© JUNGE FREIHEIT Verlag GmbH & Co.  www.jungefreiheit.de  04/12 20. Januar 2012

CD: H. Genzmer
Überzeitliche Formkraft
Sebastian Hennig

Für die Verbreitung der Werke des 2007 verstorbenen Harald Genzmer setzt sich eine von ihm selbst bereits 1992 gegründete Stiftung ein. So ist unlängst als Teil einer bereits sehr umfangreichen Publikation von Einspielungen seiner Musik die CD „Orchesterwerke IV“ erschienen. Die Werke darauf entstanden in Abständen von ungefähr dreißig Jahren, und es ist erstaunlich, wie wenig das den einzelnen Stücken anzuhören ist. Bis zuletzt blieb der Meister von äußeren Impulsen erstaunlich unberührt und beschäftigte sich allein damit, seine Vorstellung von einer gediegenen, gegenwärtigen und lebendigen Musik durch neue Werke hörbar werden zu lassen.

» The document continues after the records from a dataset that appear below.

#[cfg(test)]
mod tests {
    use super::*;
    use crate::{error::ErrorKind, testing::*};
    use rand::SeedableRng;
    use rand_pcg::Pcg64Mcg;

    #[test]
    fn dijkstra_prefers_cheaper_detour() {
        let graph = weighted_graph(
            true,
            &["A", "B", "C"],
            &[("A", "B", 1.0), ("B", "C", 2.0), ("A", "C", 10.0)],
        );

        let result = dijkstra(&graph, "A", "C").unwrap();
        assert_eq!(result.path, vec!["A", "B", "C"]);
        assert_eq!(result.edges, vec!["A-B", "B-C"]);
        assert_eq!(result.distance, 3.0);
    }

    #[test]
    fn dijkstra_picks_cheapest_parallel_edge() {
        let graph = weighted_graph(
            false,
            &["A", "B"],
            &[("A", "B", 5.0), ("B", "A", 2.0), ("A", "B", 3.0)],
        );

        let result = dijkstra(&graph, "B", "A").unwrap();
        assert_eq!(result.edges, vec!["B-A"]);
        assert_eq!(result.distance, 2.0);
    }

    #[test]
    fn dijkstra_missing_weight_is_one() {
        let graph = unweighted_graph(false, &["A", "B", "C"], &[("A", "B"), ("B", "C")]);
        assert_eq!(dijkstra(&graph, "C", "A").unwrap().distance, 2.0);
    }

    #[test]
    fn dijkstra_errors() {
        let graph = weighted_graph(true, &["A", "B", "C"], &[("A", "B", 1.0)]);
        assert_eq!(
            dijkstra(&graph, "B", "A").unwrap_err().kind(),
            ErrorKind::NoPathFound
        );
        assert_eq!(
            dijkstra(&graph, "A", "X").unwrap_err().kind(),
            ErrorKind::NoSuchVertex
        );

        let negative = weighted_graph(true, &["A", "B"], &[("A", "B", -1.0)]);
        assert_eq!(
            dijkstra(&negative, "A", "B").unwrap_err().kind(),
            ErrorKind::InvalidParameter
        );

        let trivial = dijkstra(&graph, "C", "C").unwrap();
        assert_eq!(trivial.path, vec!["C"]);
        assert_eq!(trivial.distance, 0.0);
    }

    #[test]
    fn bellman_ford_handles_negative_edges() {
        let graph = weighted_graph(
            true,
            &["S", "A", "B", "X"],
            &[("S", "A", 4.0), ("S", "B", 2.0), ("A", "B", -3.0)],
        );

        let result = bellman_ford(&graph, "S").unwrap();
        assert_eq!(result.distance_to("B"), Some(1.0));
        assert_eq!(result.distance_to("A"), Some(4.0));
        assert_eq!(result.unreachable, vec!["X"]);
        assert_eq!(result.paths[0].target, "B");
        assert_eq!(result.paths[0].path, vec!["S", "A", "B"]);

        let single = bellman_ford_path(&graph, "S", "B").unwrap();
        assert_eq!(single.edges, vec!["S-A", "A-B"]);
        assert_eq!(
            bellman_ford_path(&graph, "S", "X").unwrap_err().kind(),
            ErrorKind::NoPathFound
        );
    }

    #[test]
    fn bellman_ford_reports_negative_cycle() {
        let graph = weighted_graph(
            true,
            &["S", "A", "B", "C"],
            &[("S", "A", 1.0), ("A", "B", -1.0), ("B", "C", -1.0), ("C", "A", -1.0)],
        );

        let GraphError::NegativeCycleDetected { edges } = bellman_ford(&graph, "S").unwrap_err()
        else {
            panic!("expected a negative cycle");
        };

        assert_eq!(edges.len(), 3);
        let mut ids = edges.iter().map(|e| e.id.clone()).collect_vec();
        ids.sort();
        assert_eq!(ids, vec!["A-B", "B-C", "C-A"]);
        // consecutive edges are chained
        for (a, b) in edges.iter().circular_tuple_windows() {
            assert_eq!(a.target, b.source);
        }
        assert_eq!(edges.iter().map(|e| e.weight).sum::<f64>(), -3.0);
    }

    #[test]
    fn unreachable_negative_cycle() {
        let graph = weighted_graph(
            true,
            &["S", "T", "A", "B"],
            &[("S", "T", 1.0), ("A", "B", -2.0), ("B", "A", 1.0)],
        );

        // invisible from S
        assert!(bellman_ford(&graph, "S").is_ok());

        let cycle = detect_negative_cycle(&graph).unwrap().unwrap();
        assert_eq!(cycle.len(), 2);

        let dag = weighted_graph(true, &["A", "B"], &[("A", "B", -2.0)]);
        assert!(detect_negative_cycle(&dag).unwrap().is_none());
    }

    #[test]
    fn undirected_negative_edge_is_a_cycle() {
        let graph = weighted_graph(false, &["A", "B"], &[("A", "B", -1.0)]);
        assert_eq!(
            bellman_ford(&graph, "A").unwrap_err().kind(),
            ErrorKind::NegativeCycleDetected
        );
    }

    #[test]
    fn longest_path() {
        let graph = weighted_graph(
            true,
            &["A", "B", "C", "D"],
            &[("A", "B", 1.0), ("B", "D", 1.0), ("A", "C", 2.0), ("C", "D", 3.0)],
        );

        let result = longest_path_dag(&graph, "A", "D").unwrap();
        assert_eq!(result.path, vec!["A", "C", "D"]);
        assert_eq!(result.distance, 5.0);

        let mut undirected = graph.clone();
        undirected.set_directed(false);
        assert_eq!(
            longest_path_dag(&undirected, "A", "D").unwrap_err().kind(),
            ErrorKind::NotApplicable
        );

        let cyclic = weighted_graph(true, &["A", "B"], &[("A", "B", 1.0), ("B", "A", 1.0)]);
        assert_eq!(
            longest_path_dag(&cyclic, "A", "B").unwrap_err().kind(),
            ErrorKind::CycleDetected
        );
    }

    #[test]
    fn dijkstra_agrees_with_bellman_ford() {
        let rng = &mut Pcg64Mcg::seed_from_u64(11);
        for directed in [false, true] {
            for _ in 0..25 {
                let graph = Gnp::new()
                    .nodes(12)
                    .directed(directed)
                    .prob(0.25)
                    .weights(1, 9)
                    .generate(rng)
                    .unwrap();
                let bf = bellman_ford(&graph, "A").unwrap();

                for node in graph.nodes().iter().skip(1) {
                    match dijkstra(&graph, "A", &node.id) {
                        Ok(path) => {
                            let expected = bf.distance_to(&node.id).unwrap();
                            assert!(same_distance(path.distance, expected));

                            let sum: f64 = path
                                .edges
                                .iter()
                                .map(|id| {
                                    graph.edges().iter().find(|e| &e.id == id).unwrap().weight_or(1.0)
                                })
                                .sum();
                            assert!(same_distance(sum, path.distance));
                        }
                        Err(err) => {
                            assert_eq!(err.kind(), ErrorKind::NoPathFound);
                            assert!(bf.unreachable.contains(&node.id));
                        }
                    }
                }
            }
        }
    }
}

In Genzmers Künstlerbiographie spiegelt sich die Ambivalenz des Jahrhunderts. Er war Schüler von Paul Hindemith, was auf der vorliegenden Platte vor allem dem 2. Orchesterkonzert (1962/63) hörbar wird. Besonders kunstvoll entfalten sich die Variationen des 2. Satzes. Im Finale ringt sich die gepreßte, ruckartig gedämpfte Musik in einem stampfenden Marsch frei. Seine Bratschensonate gelangte im Berliner Atelier von Emil Nolde zur Uraufführung.

Den beiden großen Expressionisten, die zu überzeitlicher Formkraft drängten, ist auch Genzmers lebenslanges Ringen um eine Kunst, die gehaltvoll und eindringlich, kunstfertig und publikumswirksam zugleich ist, verwandt. „Musik soll vital, kunstvoll und verständlich sein. Als praktikabel möge sie den Interpreten für sich gewinnen, als erfaßbar sodann den Hörer.“ 1936 erhielt man für solche Ambitionen keine goldenen Schallplatten, wohl aber Medaillen. Genzmer wurde bei den olympischen Sommerspielen mit Bronze in der Kategorie „Solo- und Chorgesang“ ausgezeichnet. 1944 fand er sich auf der Gottbegnadeten-Liste der unentbehrlichen Komponisten wieder.

Die „Tänzerische Suite für großes Orchester“ von 1939 breite eine schwere dunkeltonige Feierlichkeit aus. Die 5. Sinfonie für großes Orchester von 1998 könnte auch sechzig Jahre eher entstanden sein. Der 89jährige Komponist ignoriert souverän die Theoreme der permanenten Avantgarde und vertraut auf seine Fähigkeiten: „Ich halte nichts davon, wenn man Ende achtzig ist und seinen Stil noch änderte. Die Fünfte war also eine äußerste Kraftprobe, und ich habe über ein Jahr daran gearbeitet.“

Das wir hier eine ästhetische Sprache vernehmen, die sich Mitte der dreißiger Jahre fertig herausgebildete, hat damit zu tun, das seither keine fruchtbare offene Auseinandersetzung die Entstehung von Kunst begleitet. Abgesehen von den vier unmittelbaren Nachkriegsjahren hat sich die öffentliche Kunstfeindlichkeit nur in der Tendenz verkehrt. Es ist im übrigen ein Zeugnis der Güte dieser Musik, daß sich bereits beim zweiten Hören ein Wiedererkennungsgefühl einstellt. Und das ist kein Ergebnis eines plumpen Effektes und verdankt sich nicht den wenigen Höhepunkten, sondern dem ganzen Entwicklungsverlauf dieser Musik.

Aufgenommen wurden die drei Werke von der Radiophilharmonie Saarbrücken Kaiserslautern. Der Dirigent Werner Andreas Albert hat seine umfassenden Verdienste um die Werke Paul Hindemiths, Siegfried Wagners und Hans Pfitzners. Das heißt, er steht voll in jenem Stoff, aus dem auch Genzmers Orchesterklang gewebt ist.